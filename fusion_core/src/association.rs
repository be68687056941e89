//! Data association: gated score matrix, connected-component partitioning
//! (union-find), and Hungarian assignment.
//!
//! # Algorithm pipeline
//! 1. Every (track, detected object) pair that passes the class-pair gates
//!    becomes an edge of the sparse bipartite graph (the score matrix).
//! 2. Union-find splits the graph into connected components, which are
//!    independent and solved in parallel.
//! 3. Solve each component with the **Hungarian algorithm** on a square cost
//!    matrix padded with a dummy cost above every feasible cost.
//! 4. Keep only pairs that correspond to a real edge.
//!
//! Among equal-cost optima the one pairing lower track indices with lower
//! object indices wins: every edge cost carries a perturbation
//! `ε · (i − j)²` on its local indices, far below cost resolution.

use crate::{
    error::Result,
    gating::{AssociationConfig, GatingTable, SpatialGrid},
    track::Track,
    types::DetectedObject,
};
use rayon::prelude::*;
use std::collections::{BTreeMap, HashMap};

const TIE_BREAK_EPSILON: f64 = 1e-12;

// ---------------------------------------------------------------------------
// Bipartite graph
// ---------------------------------------------------------------------------

/// A gate-passed (track, detected object) pair.
#[derive(Clone, Debug, PartialEq)]
pub struct AssignEdge {
    pub track: usize,
    pub object: usize,
    /// Association cost (lower is better)
    pub cost: f64,
}

/// Sparse bipartite graph between track indices and object indices.
#[derive(Clone, Debug, Default)]
pub struct BipartiteGraph {
    pub edges: Vec<AssignEdge>,
    pub n_tracks: usize,
    pub n_objects: usize,
}

/// Rows are tracks, columns are detected objects; a missing edge is
/// infeasible.
pub type ScoreMatrix = BipartiteGraph;

impl BipartiteGraph {
    pub fn new(n_tracks: usize, n_objects: usize) -> Self {
        Self {
            edges: Vec::new(),
            n_tracks,
            n_objects,
        }
    }

    pub fn add_edge(&mut self, track: usize, object: usize, cost: f64) {
        self.edges.push(AssignEdge { track, object, cost });
    }

    pub fn is_empty(&self) -> bool {
        self.edges.is_empty()
    }

    /// Cost of a pair, if it is feasible.
    pub fn cost(&self, track: usize, object: usize) -> Option<f64> {
        self.edges
            .iter()
            .find(|e| e.track == track && e.object == object)
            .map(|e| e.cost)
    }
}

// ---------------------------------------------------------------------------
// Connected components (union-find with path halving and union by rank)
// ---------------------------------------------------------------------------

struct UnionFind {
    parent: Vec<usize>,
    rank: Vec<u8>,
}

impl UnionFind {
    fn new(n: usize) -> Self {
        Self {
            parent: (0..n).collect(),
            rank: vec![0; n],
        }
    }

    fn find(&mut self, mut node: usize) -> usize {
        while self.parent[node] != node {
            self.parent[node] = self.parent[self.parent[node]];
            node = self.parent[node];
        }
        node
    }

    fn union(&mut self, a: usize, b: usize) {
        let (ra, rb) = (self.find(a), self.find(b));
        if ra == rb {
            return;
        }
        match self.rank[ra].cmp(&self.rank[rb]) {
            std::cmp::Ordering::Less => self.parent[ra] = rb,
            std::cmp::Ordering::Greater => self.parent[rb] = ra,
            std::cmp::Ordering::Equal => {
                self.parent[rb] = ra;
                self.rank[ra] += 1;
            }
        }
    }
}

/// Tracks and objects linked by gate-passed edges, solved on their own.
#[derive(Clone, Debug, Default)]
pub struct Component {
    /// Ascending
    pub tracks: Vec<usize>,
    /// Ascending
    pub objects: Vec<usize>,
    pub edges: Vec<AssignEdge>,
}

/// Split the graph into connected components, ordered by their lowest track
/// index. Track `i` is node `i`, object `j` is node `n_tracks + j`.
pub fn partition_components(graph: &BipartiteGraph) -> Vec<Component> {
    let mut uf = UnionFind::new(graph.n_tracks + graph.n_objects);
    for e in &graph.edges {
        uf.union(e.track, graph.n_tracks + e.object);
    }

    let mut by_root: BTreeMap<usize, Component> = BTreeMap::new();
    for e in &graph.edges {
        let component = by_root.entry(uf.find(e.track)).or_default();
        component.tracks.push(e.track);
        component.objects.push(e.object);
        component.edges.push(e.clone());
    }

    let mut components: Vec<Component> = by_root.into_values().collect();
    for c in &mut components {
        c.tracks.sort_unstable();
        c.tracks.dedup();
        c.objects.sort_unstable();
        c.objects.dedup();
    }
    components.sort_by_key(|c| c.tracks.first().copied());
    components
}

// ---------------------------------------------------------------------------
// Hungarian algorithm (Kuhn-Munkres, O(n³))
// ---------------------------------------------------------------------------

/// Solve one component. Returns matched `(track, object)` pairs, each backed
/// by a real edge.
pub fn solve_component(component: &Component) -> Vec<(usize, usize)> {
    let rows = component.tracks.len();
    let cols = component.objects.len();
    if rows == 0 || cols == 0 {
        return Vec::new();
    }

    let n = rows.max(cols);
    // a non-finite cost would stall the potential updates
    let edges: Vec<&AssignEdge> = component.edges.iter().filter(|e| e.cost.is_finite()).collect();
    let max_cost = edges.iter().map(|e| e.cost).fold(0.0f64, f64::max);
    // above any real pairing, including the largest tie-break offset
    let dummy_cost = 2.0 * max_cost + 1.0 + TIE_BREAK_EPSILON * (n * n) as f64;

    let row_of: HashMap<usize, usize> = component
        .tracks
        .iter()
        .enumerate()
        .map(|(local, &global)| (global, local))
        .collect();
    let col_of: HashMap<usize, usize> = component
        .objects
        .iter()
        .enumerate()
        .map(|(local, &global)| (global, local))
        .collect();

    let mut cost = vec![dummy_cost; n * n];
    let mut feasible = vec![false; n * n];
    for e in edges {
        if let (Some(&r), Some(&c)) = (row_of.get(&e.track), col_of.get(&e.object)) {
            let offset = r.abs_diff(c) as f64;
            cost[r * n + c] = e.cost + TIE_BREAK_EPSILON * offset * offset;
            feasible[r * n + c] = true;
        }
    }

    run_hungarian(&cost, n)
        .into_iter()
        .enumerate()
        .filter(|&(r, c)| r < rows && c < cols && feasible[r * n + c])
        .map(|(r, c)| (component.tracks[r], component.objects[c]))
        .collect()
}

/// Minimum-cost perfect matching on a square row-major `n × n` matrix.
/// Returns the column assigned to each row.
fn run_hungarian(cost: &[f64], n: usize) -> Vec<usize> {
    // 1-based; index 0 is the virtual start column
    let mut row_potential = vec![0.0f64; n + 1];
    let mut col_potential = vec![0.0f64; n + 1];
    // row owning each column, 0 = free
    let mut owner = vec![0usize; n + 1];
    let mut prev_col = vec![0usize; n + 1];

    for row in 1..=n {
        owner[0] = row;
        let mut col = 0usize;
        let mut slack = vec![f64::INFINITY; n + 1];
        let mut visited = vec![false; n + 1];

        // grow the alternating tree until it reaches a free column
        loop {
            visited[col] = true;
            let r = owner[col];
            let mut delta = f64::INFINITY;
            let mut next = 0;
            for c in 1..=n {
                if visited[c] {
                    continue;
                }
                let reduced = cost[(r - 1) * n + (c - 1)] - row_potential[r] - col_potential[c];
                if reduced < slack[c] {
                    slack[c] = reduced;
                    prev_col[c] = col;
                }
                if slack[c] < delta {
                    delta = slack[c];
                    next = c;
                }
            }
            for c in 0..=n {
                if visited[c] {
                    row_potential[owner[c]] += delta;
                    col_potential[c] -= delta;
                } else {
                    slack[c] -= delta;
                }
            }
            col = next;
            if owner[col] == 0 {
                break;
            }
        }

        // flip the augmenting path
        while col != 0 {
            let back = prev_col[col];
            owner[col] = owner[back];
            col = back;
        }
    }

    let mut assigned = vec![0usize; n];
    for c in 1..=n {
        if owner[c] != 0 {
            assigned[owner[c] - 1] = c - 1;
        }
    }
    assigned
}

// ---------------------------------------------------------------------------
// Assignment
// ---------------------------------------------------------------------------

/// Partial injective mapping between track and object indices.
#[derive(Clone, Debug, Default, PartialEq, Eq)]
pub struct Assignment {
    /// track index → object index
    pub direct: BTreeMap<usize, usize>,
    /// object index → track index
    pub reverse: BTreeMap<usize, usize>,
}

impl Assignment {
    pub fn from_pairs(pairs: impl IntoIterator<Item = (usize, usize)>) -> Self {
        let mut out = Self::default();
        for (t, m) in pairs {
            out.direct.insert(t, m);
            out.reverse.insert(m, t);
        }
        out
    }

    pub fn len(&self) -> usize {
        self.direct.len()
    }

    pub fn is_empty(&self) -> bool {
        self.direct.is_empty()
    }
}

/// Gated global-nearest-neighbour association.
#[derive(Clone, Debug)]
pub struct DataAssociation {
    table: GatingTable,
}

impl DataAssociation {
    pub fn new(config: &AssociationConfig) -> Result<Self> {
        Ok(Self {
            table: GatingTable::from_config(config)?,
        })
    }

    pub fn table(&self) -> &GatingTable {
        &self.table
    }

    /// Score every feasible pair. `tracks` must already be predicted to the
    /// batch time.
    pub fn calc_score_matrix(
        &self,
        objects: &[DetectedObject],
        tracks: &[Track],
    ) -> ScoreMatrix {
        let mut graph = BipartiteGraph::new(tracks.len(), objects.len());
        if tracks.is_empty() || objects.is_empty() {
            return graph;
        }

        let mut grid = SpatialGrid::new(self.table.max_gate_distance());
        for (oi, o) in objects.iter().enumerate() {
            grid.insert(oi, o.kinematics.x, o.kinematics.y);
        }

        // collect() on an indexed parallel iterator keeps track order
        let rows: Vec<Vec<(usize, usize, f64)>> = tracks
            .par_iter()
            .enumerate()
            .map(|(ti, track)| {
                let pose = track.kinematics();
                let label = track.label();
                grid.query_nearby(pose.x, pose.y)
                    .into_iter()
                    .filter_map(|oi| {
                        self.table
                            .score(label, &pose, &track.shape, &objects[oi])
                            .map(|cost| (ti, oi, cost))
                    })
                    .collect()
            })
            .collect();

        for (ti, oi, cost) in rows.into_iter().flatten() {
            graph.add_edge(ti, oi, cost);
        }
        graph
    }

    /// Global minimum-cost assignment over the score matrix.
    pub fn assign(&self, matrix: &ScoreMatrix) -> Assignment {
        assign(matrix)
    }
}

/// Global minimum-cost assignment over a score matrix.
pub fn assign(matrix: &ScoreMatrix) -> Assignment {
    if matrix.is_empty() {
        return Assignment::default();
    }
    let components = partition_components(matrix);
    let pairs: Vec<Vec<(usize, usize)>> = components.par_iter().map(solve_component).collect();
    Assignment::from_pairs(pairs.into_iter().flatten())
}

// ---------------------------------------------------------------------------
// Tests
// ---------------------------------------------------------------------------

#[cfg(test)]
mod tests {
    use super::*;

    #[test]
    fn hungarian_3x3_known() {
        // optimum: (0,1) + (1,0) + (2,2) = 1 + 2 + 2
        #[rustfmt::skip]
        let cost = [
            4.0, 1.0, 3.0,
            2.0, 0.0, 5.0,
            3.0, 2.0, 2.0,
        ];
        let columns = run_hungarian(&cost, 3);
        assert_eq!(columns, vec![1, 0, 2]);
    }

    #[test]
    fn chained_edges_form_one_component() {
        let mut graph = BipartiteGraph::new(3, 3);
        graph.add_edge(0, 0, 1.0);
        graph.add_edge(1, 0, 1.0);
        graph.add_edge(1, 2, 1.0);
        let comps = partition_components(&graph);
        assert_eq!(comps.len(), 1);
        assert_eq!(comps[0].tracks, vec![0, 1]);
        assert_eq!(comps[0].objects, vec![0, 2]);
    }

    #[test]
    fn partition_two_independent_components() {
        let mut graph = BipartiteGraph::new(4, 4);
        graph.add_edge(2, 3, 2.0);
        graph.add_edge(0, 0, 1.0);

        let comps = partition_components(&graph);
        assert_eq!(comps.len(), 2);
        assert_eq!(comps[0].tracks, vec![0]);
        assert_eq!(comps[1].tracks, vec![2]);
    }

    #[test]
    fn crossing_costs_pick_the_cheaper_diagonal() {
        let mut graph = BipartiteGraph::new(2, 2);
        graph.add_edge(0, 0, 1.0);
        graph.add_edge(0, 1, 10.0);
        graph.add_edge(1, 0, 10.0);
        graph.add_edge(1, 1, 1.0);
        let a = assign(&graph);
        assert_eq!(a.direct, BTreeMap::from([(0, 0), (1, 1)]));
        assert_eq!(a.reverse, BTreeMap::from([(0, 0), (1, 1)]));
    }

    #[test]
    fn equal_costs_pair_lower_indices_together() {
        let mut graph = BipartiteGraph::new(3, 3);
        for t in 0..3 {
            for m in 0..3 {
                graph.add_edge(t, m, 0.5);
            }
        }
        let a = assign(&graph);
        assert_eq!(a.direct, BTreeMap::from([(0, 0), (1, 1), (2, 2)]));
    }

    #[test]
    fn non_finite_costs_are_ignored() {
        let mut graph = BipartiteGraph::new(2, 2);
        graph.add_edge(0, 0, f64::NAN);
        graph.add_edge(0, 1, f64::INFINITY);
        graph.add_edge(1, 1, 1.0);
        let a = assign(&graph);
        assert_eq!(a.direct, BTreeMap::from([(1, 1)]));
    }

    #[test]
    fn infeasible_pairs_are_never_matched() {
        // track 1 can only see object 0, which track 0 takes more cheaply
        let mut graph = BipartiteGraph::new(2, 2);
        graph.add_edge(0, 0, 0.1);
        graph.add_edge(1, 0, 0.9);
        let a = assign(&graph);
        assert_eq!(a.direct, BTreeMap::from([(0, 0)]));
        assert!(!a.reverse.contains_key(&1));
    }

    #[test]
    fn feasible_match_beats_leaving_both_unmatched() {
        // the expensive edge is still better than two dummies
        let mut graph = BipartiteGraph::new(2, 2);
        graph.add_edge(0, 0, 0.1);
        graph.add_edge(1, 0, 0.2);
        graph.add_edge(1, 1, 1.4);
        let a = assign(&graph);
        assert_eq!(a.direct, BTreeMap::from([(0, 0), (1, 1)]));
    }

    #[test]
    fn assignment_is_injective() {
        let mut graph = BipartiteGraph::new(4, 3);
        for t in 0..4 {
            for m in 0..3 {
                graph.add_edge(t, m, ((t * 7 + m * 3) % 5) as f64 * 0.1);
            }
        }
        let a = assign(&graph);
        assert_eq!(a.len(), 3);
        for (t, m) in &a.direct {
            assert_eq!(a.reverse[m], *t);
        }
    }

    #[test]
    fn empty_graph_gives_empty_assignment() {
        let a = assign(&BipartiteGraph::new(3, 0));
        assert!(a.is_empty());
    }
}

= = = = =

**Exercise brief:** Only lines holding "passed" are wanted; copy all of them from the listing.

**Reply to the task:**
/// A gate-passed (track, detected object) pair.
/// Tracks and objects linked by gate-passed edges, solved on their own.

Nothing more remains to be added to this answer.